#### Recorded data

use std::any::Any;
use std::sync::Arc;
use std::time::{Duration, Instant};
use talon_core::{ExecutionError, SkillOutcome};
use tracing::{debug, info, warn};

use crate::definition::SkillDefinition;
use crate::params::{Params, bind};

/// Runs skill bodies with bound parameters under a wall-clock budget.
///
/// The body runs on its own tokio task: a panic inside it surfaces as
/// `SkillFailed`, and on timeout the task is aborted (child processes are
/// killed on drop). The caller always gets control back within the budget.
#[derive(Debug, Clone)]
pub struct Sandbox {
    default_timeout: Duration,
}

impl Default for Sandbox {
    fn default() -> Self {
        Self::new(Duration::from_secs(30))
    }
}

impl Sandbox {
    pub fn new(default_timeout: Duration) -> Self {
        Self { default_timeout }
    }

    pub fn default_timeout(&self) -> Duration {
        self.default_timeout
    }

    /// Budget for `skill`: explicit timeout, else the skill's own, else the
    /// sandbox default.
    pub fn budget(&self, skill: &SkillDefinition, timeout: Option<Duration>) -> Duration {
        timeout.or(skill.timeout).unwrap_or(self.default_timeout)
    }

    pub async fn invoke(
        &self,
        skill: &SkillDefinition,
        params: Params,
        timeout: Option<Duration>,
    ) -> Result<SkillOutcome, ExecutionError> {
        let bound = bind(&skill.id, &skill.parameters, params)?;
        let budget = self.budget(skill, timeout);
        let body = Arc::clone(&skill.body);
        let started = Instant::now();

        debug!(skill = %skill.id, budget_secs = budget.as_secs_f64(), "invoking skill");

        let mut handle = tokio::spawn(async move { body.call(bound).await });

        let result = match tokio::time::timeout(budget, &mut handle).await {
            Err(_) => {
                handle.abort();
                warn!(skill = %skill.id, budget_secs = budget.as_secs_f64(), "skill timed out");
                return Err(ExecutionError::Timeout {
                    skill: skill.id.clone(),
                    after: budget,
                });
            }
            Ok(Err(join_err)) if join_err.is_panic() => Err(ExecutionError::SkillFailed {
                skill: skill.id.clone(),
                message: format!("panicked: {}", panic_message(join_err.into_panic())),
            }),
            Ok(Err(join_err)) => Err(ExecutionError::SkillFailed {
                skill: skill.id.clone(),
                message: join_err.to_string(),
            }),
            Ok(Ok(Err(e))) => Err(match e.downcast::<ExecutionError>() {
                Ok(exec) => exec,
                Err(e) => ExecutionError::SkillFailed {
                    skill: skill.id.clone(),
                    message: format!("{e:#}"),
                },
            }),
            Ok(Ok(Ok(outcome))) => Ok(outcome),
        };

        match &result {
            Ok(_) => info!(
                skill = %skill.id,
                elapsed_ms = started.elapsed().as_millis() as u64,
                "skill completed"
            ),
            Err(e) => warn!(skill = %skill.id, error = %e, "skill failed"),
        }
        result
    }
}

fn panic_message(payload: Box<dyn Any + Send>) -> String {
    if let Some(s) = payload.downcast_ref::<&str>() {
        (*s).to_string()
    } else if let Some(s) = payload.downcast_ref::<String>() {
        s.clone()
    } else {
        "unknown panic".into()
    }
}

########
#### Recorded data

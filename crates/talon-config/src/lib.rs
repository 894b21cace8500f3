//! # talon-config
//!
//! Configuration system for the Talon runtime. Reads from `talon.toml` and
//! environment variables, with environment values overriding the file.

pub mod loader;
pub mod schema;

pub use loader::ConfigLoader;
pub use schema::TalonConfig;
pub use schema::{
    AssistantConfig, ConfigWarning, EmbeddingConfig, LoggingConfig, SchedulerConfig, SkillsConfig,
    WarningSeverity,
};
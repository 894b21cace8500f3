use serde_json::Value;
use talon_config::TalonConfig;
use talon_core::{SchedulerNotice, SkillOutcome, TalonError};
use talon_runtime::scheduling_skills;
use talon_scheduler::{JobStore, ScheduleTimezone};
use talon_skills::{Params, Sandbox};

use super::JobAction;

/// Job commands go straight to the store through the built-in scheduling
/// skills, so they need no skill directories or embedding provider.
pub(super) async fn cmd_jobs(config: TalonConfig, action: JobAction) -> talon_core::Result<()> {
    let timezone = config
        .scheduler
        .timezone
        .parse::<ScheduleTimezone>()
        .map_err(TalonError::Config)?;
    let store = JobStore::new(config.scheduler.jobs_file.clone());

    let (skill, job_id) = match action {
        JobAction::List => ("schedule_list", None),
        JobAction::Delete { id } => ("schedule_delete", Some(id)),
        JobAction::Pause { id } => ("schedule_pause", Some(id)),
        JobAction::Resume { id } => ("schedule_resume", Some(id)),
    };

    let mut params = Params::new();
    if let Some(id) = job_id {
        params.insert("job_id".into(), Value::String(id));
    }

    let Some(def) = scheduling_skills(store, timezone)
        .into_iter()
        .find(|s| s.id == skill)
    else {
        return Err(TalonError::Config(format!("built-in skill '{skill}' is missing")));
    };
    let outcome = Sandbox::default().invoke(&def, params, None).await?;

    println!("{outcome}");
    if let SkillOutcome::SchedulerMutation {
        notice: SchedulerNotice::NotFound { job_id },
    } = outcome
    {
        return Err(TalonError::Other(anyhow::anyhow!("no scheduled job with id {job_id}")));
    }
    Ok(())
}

########
#### Recorded data

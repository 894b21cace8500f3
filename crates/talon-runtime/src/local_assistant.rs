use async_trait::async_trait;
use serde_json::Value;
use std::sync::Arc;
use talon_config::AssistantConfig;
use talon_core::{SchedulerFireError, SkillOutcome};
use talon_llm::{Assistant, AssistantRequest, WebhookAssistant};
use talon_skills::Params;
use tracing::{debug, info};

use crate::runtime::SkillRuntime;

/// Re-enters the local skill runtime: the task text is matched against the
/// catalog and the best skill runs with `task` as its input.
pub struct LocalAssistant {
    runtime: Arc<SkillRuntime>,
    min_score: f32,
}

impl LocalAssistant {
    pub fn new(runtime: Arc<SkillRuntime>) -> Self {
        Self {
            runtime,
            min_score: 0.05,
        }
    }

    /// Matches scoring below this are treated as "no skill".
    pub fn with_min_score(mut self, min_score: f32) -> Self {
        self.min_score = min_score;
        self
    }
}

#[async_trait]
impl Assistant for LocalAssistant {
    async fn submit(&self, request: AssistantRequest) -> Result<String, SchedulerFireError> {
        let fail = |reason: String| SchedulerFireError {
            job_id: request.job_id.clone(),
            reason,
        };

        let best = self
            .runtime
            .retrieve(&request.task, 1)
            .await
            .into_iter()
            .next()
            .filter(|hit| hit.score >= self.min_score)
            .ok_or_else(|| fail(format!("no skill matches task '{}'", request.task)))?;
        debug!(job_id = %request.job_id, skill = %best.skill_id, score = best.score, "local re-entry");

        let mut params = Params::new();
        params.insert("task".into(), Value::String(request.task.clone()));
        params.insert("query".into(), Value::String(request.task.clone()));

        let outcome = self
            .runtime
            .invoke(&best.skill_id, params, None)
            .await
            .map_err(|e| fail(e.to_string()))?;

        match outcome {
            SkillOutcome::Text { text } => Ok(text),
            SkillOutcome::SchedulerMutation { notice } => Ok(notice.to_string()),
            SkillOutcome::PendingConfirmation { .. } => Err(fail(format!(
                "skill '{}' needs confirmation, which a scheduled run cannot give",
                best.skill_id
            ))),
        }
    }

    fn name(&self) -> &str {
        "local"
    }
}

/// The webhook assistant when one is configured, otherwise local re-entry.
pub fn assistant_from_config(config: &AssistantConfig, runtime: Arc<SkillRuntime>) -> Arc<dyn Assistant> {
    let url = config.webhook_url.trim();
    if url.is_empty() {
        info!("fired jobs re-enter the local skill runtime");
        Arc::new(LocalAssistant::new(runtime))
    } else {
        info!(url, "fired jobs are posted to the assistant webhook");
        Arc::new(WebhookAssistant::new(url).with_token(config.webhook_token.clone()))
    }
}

########

_About this exercise_: Search the listing for "bound" and show every line where it occurs.

_Solution to the problem_:
/// Runs skill bodies with bound parameters under a wall-clock budget.
        let bound = bind(&skill.id, &skill.parameters, params)?;
        let mut handle = tokio::spawn(async move { body.call(bound).await });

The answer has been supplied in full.